# MFR Rent Committee Tennant Nightmare



## rutherford (Jan 17, 2011)

Hi everyone

I'm a tennant that took an apartment with MFR Properties last summer, and since then their operation became exposed as a big scam with lots of landlords and tennants left out of pocket. They basically took 1 cheque from me at 100k and promised the landlord 150k in 4 cheques. In the end the cheques bounced leaving the landlords without their rent.

I filed a case with the rent committee to stay in the apartment at my initial rent (with a small increase in line with the rental index) as the landlord wanted the amount on his contract with MFR. It turns out MFR was basically subletting. I was told my contract was valid by the people at RERA, but my first hearing at the RC didn't go very well.

I want to know how the decision is likely to go in the RC as they don't always follow the law exactly, it is more of an art than a science shall we say! I have to go away for work around the time the contract expires leaving my wife by herself, so as you can imagine I'm a bit stressed!

I would like to know if anyone else has any experience with taking these cases to the RC. I saw something on another Dubai forum and I tried to message the user but I can't even seem to register there.

Any help appreciated.


----------



## tarekaf (Jun 24, 2012)

Hello,

I am facing the same case but have not yet visited RERA or rent committee. 

Any updates with your case?


----------



## rutherford (Jan 17, 2011)

I'm very happy to say I have settled into my new apartment after finally leaving the whole matter with MFR Properties and my previous apartment and landlord behind me. The short story is that the Rent Committee didn't really help me as much as they had hoped, and I was effectively forced to move out or pay the amount MFR Properties had agreed with the landlord as it was considered a sublet. I think the outcome depends a lot on your landlord, unfortunately mine had a well earned reputation as a difficult guy!

If you would like more details or help with where to go, it's basically been my life the past few months so feel free to message me and hopefully I can save you some time.


----------



## tarekaf (Jun 24, 2012)

Hello again and thank you for your response. 

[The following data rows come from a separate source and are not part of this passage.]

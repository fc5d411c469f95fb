//! Reconnection supervisor
//!
//! Wraps successive `Connection`s for one session. An abnormal closure (any
//! close code other than 1000) schedules a reconnect through a single-slot
//! `RetryTimer`; a normal closure or an explicit `close()` is terminal.
//!
//! ```text
//! disconnected --open()--> connecting --Open--> connected
//! connected --Close(!=1000)--> reconnecting --delay--> connecting
//! connected --Close(1000)--> disconnected
//! any --close()--> disconnected
//! reconnecting --attempts exhausted--> failed
//! ```

use std::sync::Arc;
use std::time::Duration;

use rand::Rng;
use serde::{Deserialize, Serialize};
use tokio::sync::{mpsc, watch};
use tokio::task::JoinHandle;
use tracing::{debug, info, warn};

use super::protocol::NORMAL_CLOSURE;
use super::transport::{Connection, ConnectionId, ConnectionLink, SignalSink, TransportSignal};
use crate::error::{Result, SessionError};

/// Connection lifecycle as seen by collaborators
#[derive(Debug, Clone, Copy, PartialEq, Eq, Default, Serialize)]
#[serde(rename_all = "lowercase")]
pub enum ConnectionStatus {
    #[default]
    Disconnected,
    Connecting,
    Connected,
    Reconnecting,
    /// Reconnect attempts exhausted
    Failed,
}

impl std::fmt::Display for ConnectionStatus {
    fn fmt(&self, f: &mut std::fmt::Formatter<'_>) -> std::fmt::Result {
        match self {
            ConnectionStatus::Disconnected => write!(f, "disconnected"),
            ConnectionStatus::Connecting => write!(f, "connecting"),
            ConnectionStatus::Connected => write!(f, "connected"),
            ConnectionStatus::Reconnecting => write!(f, "reconnecting"),
            ConnectionStatus::Failed => write!(f, "failed"),
        }
    }
}

// ============================================================================
// Dialing
// ============================================================================

/// Creates connections for the supervisor
pub trait Dialer: Send + Sync {
    fn dial(&self, endpoint: &str, session_id: &str, sink: SignalSink) -> Connection;
}

/// Dials real WebSocket connections
#[derive(Debug, Clone, Copy, Default)]
pub struct WebSocketDialer;

impl Dialer for WebSocketDialer {
    fn dial(&self, endpoint: &str, session_id: &str, sink: SignalSink) -> Connection {
        Connection::open(endpoint.to_string(), session_id.to_string(), sink)
    }
}

// ============================================================================
// Reconnect Policy
// ============================================================================

#[derive(Debug, Clone, Copy, PartialEq, Eq, Default, Serialize, Deserialize)]
#[serde(rename_all = "lowercase")]
pub enum BackoffStrategy {
    /// Same delay before every attempt
    #[default]
    Fixed,
    /// Delay doubles per attempt up to `max_delay_ms`
    Exponential,
}

/// When and how often to reconnect after an abnormal closure
#[derive(Debug, Clone, PartialEq, Serialize, Deserialize)]
pub struct ReconnectPolicy {
    #[serde(default)]
    pub strategy: BackoffStrategy,
    #[serde(default = "default_delay_ms")]
    pub delay_ms: u64,
    #[serde(default = "default_max_delay_ms")]
    pub max_delay_ms: u64,
    /// Randomize each delay uniformly in `0..=delay`
    #[serde(default)]
    pub jitter: bool,
    /// Maximum consecutive attempts (0 = unlimited)
    #[serde(default)]
    pub max_attempts: u32,
}

fn default_delay_ms() -> u64 {
    3000
}

fn default_max_delay_ms() -> u64 {
    30_000
}

impl Default for ReconnectPolicy {
    fn default() -> Self {
        Self {
            strategy: BackoffStrategy::default(),
            delay_ms: default_delay_ms(),
            max_delay_ms: default_max_delay_ms(),
            jitter: false,
            max_attempts: 0,
        }
    }
}

impl ReconnectPolicy {
    /// Fixed delay, unlimited attempts
    pub fn fixed(delay: Duration) -> Self {
        Self {
            delay_ms: delay.as_millis() as u64,
            ..Self::default()
        }
    }

    /// Delay before the given attempt (1-based)
    pub fn delay_for(&self, attempt: u32) -> Duration {
        let base = match self.strategy {
            BackoffStrategy::Fixed => self.delay_ms,
            BackoffStrategy::Exponential => {
                let shift = attempt.saturating_sub(1).min(32);
                self.delay_ms
                    .saturating_mul(1u64 << shift)
                    .min(self.max_delay_ms.max(self.delay_ms))
            }
        };

        let millis = if self.jitter && base > 0 {
            rand::thread_rng().gen_range(0..=base)
        } else {
            base
        };
        Duration::from_millis(millis)
    }

    /// Whether the given attempt (1-based) may run
    pub fn allows(&self, attempt: u32) -> bool {
        self.max_attempts == 0 || attempt <= self.max_attempts
    }

    pub fn validate(&self) -> Result<()> {
        if self.strategy == BackoffStrategy::Exponential && self.max_delay_ms < self.delay_ms {
            return Err(SessionError::ConfigError {
                message: format!(
                    "reconnect.max_delay_ms ({}) is below reconnect.delay_ms ({})",
                    self.max_delay_ms, self.delay_ms
                ),
            });
        }
        Ok(())
    }
}

// ============================================================================
// Retry Timer
// ============================================================================

/// At most one pending reconnect timer
///
/// Each arm gets a fresh generation number; expiry is reported by sending that
/// generation, and only the generation currently armed may fire.
struct RetryTimer {
    slot: Option<(u64, JoinHandle<()>)>,
    generation: u64,
    tx: mpsc::UnboundedSender<u64>,
}

impl RetryTimer {
    fn new(tx: mpsc::UnboundedSender<u64>) -> Self {
        Self {
            slot: None,
            generation: 0,
            tx,
        }
    }

    fn arm(&mut self, delay: Duration) -> u64 {
        self.cancel();
        self.generation += 1;
        let generation = self.generation;
        let tx = self.tx.clone();
        let handle = tokio::spawn(async move {
            tokio::time::sleep(delay).await;
            let _ = tx.send(generation);
        });
        self.slot = Some((generation, handle));
        generation
    }

    fn cancel(&mut self) -> bool {
        match self.slot.take() {
            Some((_, handle)) => {
                handle.abort();
                true
            }
            None => false,
        }
    }

    /// Consume an expiry; `false` if it belongs to a cancelled arm
    fn fire(&mut self, generation: u64) -> bool {
        match &self.slot {
            Some((armed, _)) if *armed == generation => {
                self.slot = None;
                true
            }
            _ => false,
        }
    }

    fn is_armed(&self) -> bool {
        self.slot.is_some()
    }
}

impl Drop for RetryTimer {
    fn drop(&mut self) {
        self.cancel();
    }
}

// ============================================================================
// Supervisor
// ============================================================================

/// Owns the connection lifecycle for one session
pub struct Supervisor {
    endpoint: String,
    session_id: String,
    policy: ReconnectPolicy,
    dialer: Arc<dyn Dialer>,
    link: ConnectionLink,
    signal_tx: mpsc::UnboundedSender<(ConnectionId, TransportSignal)>,
    current: Option<ConnectionId>,
    next_id: ConnectionId,
    timer: RetryTimer,
    attempts: u32,
    closed: bool,
    status: watch::Sender<ConnectionStatus>,
}

impl Supervisor {
    pub fn new(
        endpoint: String,
        session_id: String,
        policy: ReconnectPolicy,
        dialer: Arc<dyn Dialer>,
        link: ConnectionLink,
        signal_tx: mpsc::UnboundedSender<(ConnectionId, TransportSignal)>,
        retry_tx: mpsc::UnboundedSender<u64>,
    ) -> Self {
        let (status, _) = watch::channel(ConnectionStatus::Disconnected);
        Self {
            endpoint,
            session_id,
            policy,
            dialer,
            link,
            signal_tx,
            current: None,
            next_id: 0,
            timer: RetryTimer::new(retry_tx),
            attempts: 0,
            closed: false,
            status,
        }
    }

    pub fn status(&self) -> ConnectionStatus {
        *self.status.borrow()
    }

    pub fn subscribe_status(&self) -> watch::Receiver<ConnectionStatus> {
        self.status.subscribe()
    }

    /// Consecutive reconnect attempts since the last successful open
    pub fn attempts(&self) -> u32 {
        self.attempts
    }

    pub fn retry_pending(&self) -> bool {
        self.timer.is_armed()
    }

    pub fn open(&mut self) {
        if self.closed {
            warn!("Session {} is closed; not opening", self.session_id);
            return;
        }
        self.dial();
    }

    fn dial(&mut self) {
        self.next_id += 1;
        let id = self.next_id;
        debug!("Dialing {} as connection {}", self.endpoint, id);

        let sink = SignalSink::new(id, self.signal_tx.clone());
        let conn = self.dialer.dial(&self.endpoint, &self.session_id, sink);
        self.current = Some(id);
        if let Some(previous) = self.link.replace(conn) {
            previous.close(NORMAL_CLOSURE, "superseded");
        }
        self.set_status(ConnectionStatus::Connecting);
    }

    /// Apply a transport signal; returns the frame text for `Message` signals
    ///
    /// Signals from superseded connections are ignored.
    pub fn handle_signal(&mut self, id: ConnectionId, signal: TransportSignal) -> Option<String> {
        if self.current != Some(id) {
            debug!("Ignoring {:?} from stale connection {}", signal, id);
            return None;
        }

        match signal {
            TransportSignal::Open => {
                self.timer.cancel();
                self.attempts = 0;
                self.set_status(ConnectionStatus::Connected);
                None
            }
            TransportSignal::Message(text) => Some(text),
            TransportSignal::Error(message) => {
                warn!("Connection {} error: {}", id, message);
                None
            }
            TransportSignal::Close { code, reason } => {
                self.current = None;
                self.link.take();
                if self.closed {
                    self.set_status(ConnectionStatus::Disconnected);
                } else if code == NORMAL_CLOSURE {
                    info!("Connection {} closed normally", id);
                    self.set_status(ConnectionStatus::Disconnected);
                } else {
                    warn!("Connection {} closed abnormally ({}) {}", id, code, reason);
                    self.schedule_retry();
                }
                None
            }
        }
    }

    fn schedule_retry(&mut self) {
        self.attempts += 1;
        if !self.policy.allows(self.attempts) {
            warn!(
                "Max reconnection attempts ({}) reached for session {}",
                self.policy.max_attempts, self.session_id
            );
            self.timer.cancel();
            self.set_status(ConnectionStatus::Failed);
            return;
        }

        let delay = self.policy.delay_for(self.attempts);
        info!(
            "Reconnecting session {} in {:?} (attempt {})",
            self.session_id, delay, self.attempts
        );
        self.timer.arm(delay);
        self.set_status(ConnectionStatus::Reconnecting);
    }

    /// A retry timer expired
    pub fn handle_retry(&mut self, generation: u64) {
        if !self.timer.fire(generation) {
            debug!("Ignoring cancelled retry timer {}", generation);
            return;
        }
        if self.closed {
            return;
        }
        self.dial();
    }

    /// Terminal close: cancel any pending retry and close the socket
    pub fn close(&mut self, code: u16, reason: &str) {
        self.closed = true;
        if self.timer.cancel() {
            debug!("Cancelled pending reconnect for session {}", self.session_id);
        }
        self.current = None;
        if let Some(conn) = self.link.take() {
            conn.close(code, reason);
        }
        self.set_status(ConnectionStatus::Disconnected);
    }

    fn set_status(&self, status: ConnectionStatus) {
        let previous = self.status.send_replace(status);
        if previous != status {
            debug!("Session {} {} -> {}", self.session_id, previous, status);
        }
    }
}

Contratulations on your new place!

I have been to RERA this week, and the information they gave me is similar to what they told you, and apparently contradicts with the outcome of your case. I would appreciate a few minutes of your time to chat a little. Can you please email me your number on ***, or propose any other convenient way I can get in touch with you.

Many thanks in advance.


----------



## booker- (Jun 28, 2012)

Hi Rutherford, i would be interested in talking to you about your RC experience. (cant PM you yet as i have too few posts on here)

I am in a similar position stuck between an MFR sublet and my LL. My problem is also about the dates though rather than just the difference in Rent, MFR let from the LL from August to August, MFR let to me from November to November.

I am now in direct contact with my LL who wants me to renew in August, or vacate, essentially loosing ~34K AED worth of tenancy.

All the legal advice i have managed to get advises me to sit tight, and that my tenancy is legal until the RC prove otherwise. RERA told me something similar, and the reception of the RC also.

However, you may have seen the news article last week where the RC awarded in favour of the LL of an entire block and 70 tenants now face eviction on the end date of the LL/MFR contract. - Which doesn't fill me with any confidence anymore!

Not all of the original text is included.